* INFORMATION GIVEN:
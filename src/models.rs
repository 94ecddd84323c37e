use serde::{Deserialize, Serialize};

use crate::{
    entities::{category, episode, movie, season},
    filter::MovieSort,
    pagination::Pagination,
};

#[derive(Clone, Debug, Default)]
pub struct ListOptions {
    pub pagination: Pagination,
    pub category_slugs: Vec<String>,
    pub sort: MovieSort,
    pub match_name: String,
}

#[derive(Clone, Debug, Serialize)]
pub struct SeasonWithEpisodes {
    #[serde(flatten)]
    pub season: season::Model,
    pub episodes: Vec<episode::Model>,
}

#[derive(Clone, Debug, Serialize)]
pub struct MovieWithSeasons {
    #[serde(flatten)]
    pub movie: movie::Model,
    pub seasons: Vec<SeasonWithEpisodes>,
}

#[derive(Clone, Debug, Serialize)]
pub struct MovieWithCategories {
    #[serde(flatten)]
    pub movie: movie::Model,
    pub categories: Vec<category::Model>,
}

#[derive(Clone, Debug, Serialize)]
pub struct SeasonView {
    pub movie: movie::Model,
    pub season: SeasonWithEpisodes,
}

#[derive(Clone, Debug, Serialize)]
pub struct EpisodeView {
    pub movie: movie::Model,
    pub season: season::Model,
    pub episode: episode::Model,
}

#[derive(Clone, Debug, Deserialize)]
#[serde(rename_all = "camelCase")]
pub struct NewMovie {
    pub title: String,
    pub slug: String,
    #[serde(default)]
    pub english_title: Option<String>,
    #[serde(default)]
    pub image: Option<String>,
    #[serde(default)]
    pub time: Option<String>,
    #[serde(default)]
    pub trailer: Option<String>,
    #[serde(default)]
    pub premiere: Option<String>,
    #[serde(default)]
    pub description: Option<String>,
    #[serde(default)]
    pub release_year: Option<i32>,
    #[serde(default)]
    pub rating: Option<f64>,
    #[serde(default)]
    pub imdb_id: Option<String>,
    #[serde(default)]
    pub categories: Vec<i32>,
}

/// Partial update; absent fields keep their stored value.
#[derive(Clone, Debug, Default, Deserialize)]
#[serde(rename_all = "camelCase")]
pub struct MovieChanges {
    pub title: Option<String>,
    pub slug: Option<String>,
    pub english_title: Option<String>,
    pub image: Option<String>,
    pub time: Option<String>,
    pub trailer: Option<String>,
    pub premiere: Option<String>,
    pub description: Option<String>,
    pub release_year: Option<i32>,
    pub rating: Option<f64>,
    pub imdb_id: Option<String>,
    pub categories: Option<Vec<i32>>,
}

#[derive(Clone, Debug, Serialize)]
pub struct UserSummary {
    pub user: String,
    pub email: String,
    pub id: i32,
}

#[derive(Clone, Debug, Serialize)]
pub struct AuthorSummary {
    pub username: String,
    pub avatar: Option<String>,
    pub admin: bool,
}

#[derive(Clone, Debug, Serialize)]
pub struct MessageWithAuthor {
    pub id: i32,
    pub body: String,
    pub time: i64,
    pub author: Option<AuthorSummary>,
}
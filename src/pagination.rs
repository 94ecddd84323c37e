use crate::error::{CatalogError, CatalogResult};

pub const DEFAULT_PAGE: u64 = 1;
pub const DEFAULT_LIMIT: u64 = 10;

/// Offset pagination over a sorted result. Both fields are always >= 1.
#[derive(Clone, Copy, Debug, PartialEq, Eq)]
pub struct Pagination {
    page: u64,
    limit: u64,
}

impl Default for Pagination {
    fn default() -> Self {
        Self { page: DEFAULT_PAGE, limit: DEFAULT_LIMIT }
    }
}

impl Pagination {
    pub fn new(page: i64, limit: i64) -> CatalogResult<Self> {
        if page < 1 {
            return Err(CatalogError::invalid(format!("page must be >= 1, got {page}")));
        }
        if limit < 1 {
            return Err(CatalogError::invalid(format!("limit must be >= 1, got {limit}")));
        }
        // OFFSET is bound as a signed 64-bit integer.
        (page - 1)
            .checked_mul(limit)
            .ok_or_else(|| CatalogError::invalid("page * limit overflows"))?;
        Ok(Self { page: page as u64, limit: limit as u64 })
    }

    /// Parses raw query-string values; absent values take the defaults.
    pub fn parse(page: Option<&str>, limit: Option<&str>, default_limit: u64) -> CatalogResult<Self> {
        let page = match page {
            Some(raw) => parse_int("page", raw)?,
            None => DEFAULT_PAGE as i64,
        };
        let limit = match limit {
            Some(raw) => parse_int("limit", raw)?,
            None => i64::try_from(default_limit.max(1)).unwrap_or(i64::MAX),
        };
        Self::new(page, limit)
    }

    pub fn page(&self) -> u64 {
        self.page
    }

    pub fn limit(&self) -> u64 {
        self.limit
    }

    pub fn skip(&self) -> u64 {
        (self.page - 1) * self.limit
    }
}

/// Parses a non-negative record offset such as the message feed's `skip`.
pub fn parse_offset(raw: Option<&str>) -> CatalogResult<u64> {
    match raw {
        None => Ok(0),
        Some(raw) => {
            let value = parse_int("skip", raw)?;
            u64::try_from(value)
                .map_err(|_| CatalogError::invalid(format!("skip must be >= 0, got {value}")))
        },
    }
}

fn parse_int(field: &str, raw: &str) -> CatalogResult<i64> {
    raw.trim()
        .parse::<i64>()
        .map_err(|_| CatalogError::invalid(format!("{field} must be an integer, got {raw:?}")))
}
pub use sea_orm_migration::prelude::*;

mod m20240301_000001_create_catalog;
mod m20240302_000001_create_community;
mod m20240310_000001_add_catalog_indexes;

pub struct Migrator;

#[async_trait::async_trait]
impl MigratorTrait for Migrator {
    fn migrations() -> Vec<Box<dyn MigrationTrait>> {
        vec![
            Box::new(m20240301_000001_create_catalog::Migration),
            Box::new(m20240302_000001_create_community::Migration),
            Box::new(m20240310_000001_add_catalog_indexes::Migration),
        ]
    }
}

* EXERCISE REQUIREMENTS:
All entries above are to be copied exactly, with none left out.

* OUTPUT OF THE EXERCISE:
filename src/models.rs
repository 94ecddd84323c37e
use serde::{Deserialize, Serialize};

use crate::{
    entities::{category, episode, movie, season},
    filter::MovieSort,
    pagination::Pagination,
};

#[derive(Clone, Debug, Default)]
pub struct ListOptions {
    pub pagination: Pagination,
    pub category_slugs: Vec<String>,
    pub sort: MovieSort,
    pub match_name: String,
}

#[derive(Clone, Debug, Serialize)]
pub struct SeasonWithEpisodes {
    #[serde(flatten)]
    pub season: season::Model,
    pub episodes: Vec<episode::Model>,
}

#[derive(Clone, Debug, Serialize)]
pub struct MovieWithSeasons {
    #[serde(flatten)]
    pub movie: movie::Model,
    pub seasons: Vec<SeasonWithEpisodes>,
}

#[derive(Clone, Debug, Serialize)]
pub struct MovieWithCategories {
    #[serde(flatten)]
    pub movie: movie::Model,
    pub categories: Vec<category::Model>,
}

#[derive(Clone, Debug, Serialize)]
pub struct SeasonView {
    pub movie: movie::Model,
    pub season: SeasonWithEpisodes,
}

#[derive(Clone, Debug, Serialize)]
pub struct EpisodeView {
    pub movie: movie::Model,
    pub season: season::Model,
    pub episode: episode::Model,
}

#[derive(Clone, Debug, Deserialize)]
#[serde(rename_all = "camelCase")]
pub struct NewMovie {
    pub title: String,
    pub slug: String,
    #[serde(default)]
    pub english_title: Option<String>,
    #[serde(default)]
    pub image: Option<String>,
    #[serde(default)]
    pub time: Option<String>,
    #[serde(default)]
    pub trailer: Option<String>,
    #[serde(default)]
    pub premiere: Option<String>,
    #[serde(default)]
    pub description: Option<String>,
    #[serde(default)]
    pub release_year: Option<i32>,
    #[serde(default)]
    pub rating: Option<f64>,
    #[serde(default)]
    pub imdb_id: Option<String>,
    #[serde(default)]
    pub categories: Vec<i32>,
}

/// Partial update; absent fields keep their stored value.
#[derive(Clone, Debug, Default, Deserialize)]
#[serde(rename_all = "camelCase")]
pub struct MovieChanges {
    pub title: Option<String>,
    pub slug: Option<String>,
    pub english_title: Option<String>,
    pub image: Option<String>,
    pub time: Option<String>,
    pub trailer: Option<String>,
    pub premiere: Option<String>,
    pub description: Option<String>,
    pub release_year: Option<i32>,
    pub rating: Option<f64>,
    pub imdb_id: Option<String>,
    pub categories: Option<Vec<i32>>,
}

#[derive(Clone, Debug, Serialize)]
pub struct UserSummary {
    pub user: String,
    pub email: String,
    pub id: i32,
}

#[derive(Clone, Debug, Serialize)]
pub struct AuthorSummary {
    pub username: String,
    pub avatar: Option<String>,
    pub admin: bool,
}

#[derive(Clone, Debug, Serialize)]
pub struct MessageWithAuthor {
    pub id: i32,
    pub body: String,
    pub time: i64,
    pub author: Option<AuthorSummary>,
}
filename src/pagination.rs
repository 94ecddd84323c37e
use crate::error::{CatalogError, CatalogResult};

pub const DEFAULT_PAGE: u64 = 1;
pub const DEFAULT_LIMIT: u64 = 10;

/// Offset pagination over a sorted result. Both fields are always >= 1.
#[derive(Clone, Copy, Debug, PartialEq, Eq)]
pub struct Pagination {
    page: u64,
    limit: u64,
}

impl Default for Pagination {
    fn default() -> Self {
        Self { page: DEFAULT_PAGE, limit: DEFAULT_LIMIT }
    }
}

impl Pagination {
    pub fn new(page: i64, limit: i64) -> CatalogResult<Self> {
        if page < 1 {
            return Err(CatalogError::invalid(format!("page must be >= 1, got {page}")));
        }
        if limit < 1 {
            return Err(CatalogError::invalid(format!("limit must be >= 1, got {limit}")));
        }
        // OFFSET is bound as a signed 64-bit integer.
        (page - 1)
            .checked_mul(limit)
            .ok_or_else(|| CatalogError::invalid("page * limit overflows"))?;
        Ok(Self { page: page as u64, limit: limit as u64 })
    }

    /// Parses raw query-string values; absent values take the defaults.
    pub fn parse(page: Option<&str>, limit: Option<&str>, default_limit: u64) -> CatalogResult<Self> {
        let page = match page {
            Some(raw) => parse_int("page", raw)?,
            None => DEFAULT_PAGE as i64,
        };
        let limit = match limit {
            Some(raw) => parse_int("limit", raw)?,
            None => i64::try_from(default_limit.max(1)).unwrap_or(i64::MAX),
        };
        Self::new(page, limit)
    }

    pub fn page(&self) -> u64 {
        self.page
    }

    pub fn limit(&self) -> u64 {
        self.limit
    }

    pub fn skip(&self) -> u64 {
        (self.page - 1) * self.limit
    }
}

/// Parses a non-negative record offset such as the message feed's `skip`.
pub fn parse_offset(raw: Option<&str>) -> CatalogResult<u64> {
    match raw {
        None => Ok(0),
        Some(raw) => {
            let value = parse_int("skip", raw)?;
            u64::try_from(value)
                .map_err(|_| CatalogError::invalid(format!("skip must be >= 0, got {value}")))
        },
    }
}

fn parse_int(field: &str, raw: &str) -> CatalogResult<i64> {
    raw.trim()
        .parse::<i64>()
        .map_err(|_| CatalogError::invalid(format!("{field} must be an integer, got {raw:?}")))
}
pub use sea_orm_migration::prelude::*;

mod m20240301_000001_create_catalog;
mod m20240302_000001_create_community;
mod m20240310_000001_add_catalog_indexes;

pub struct Migrator;

#[async_trait::async_trait]
impl MigratorTrait for Migrator {
    fn migrations() -> Vec<Box<dyn MigrationTrait>> {
        vec![
            Box::new(m20240301_000001_create_catalog::Migration),
            Box::new(m20240302_000001_create_community::Migration),
            Box::new(m20240310_000001_add_catalog_indexes::Migration),
        ]
    }
}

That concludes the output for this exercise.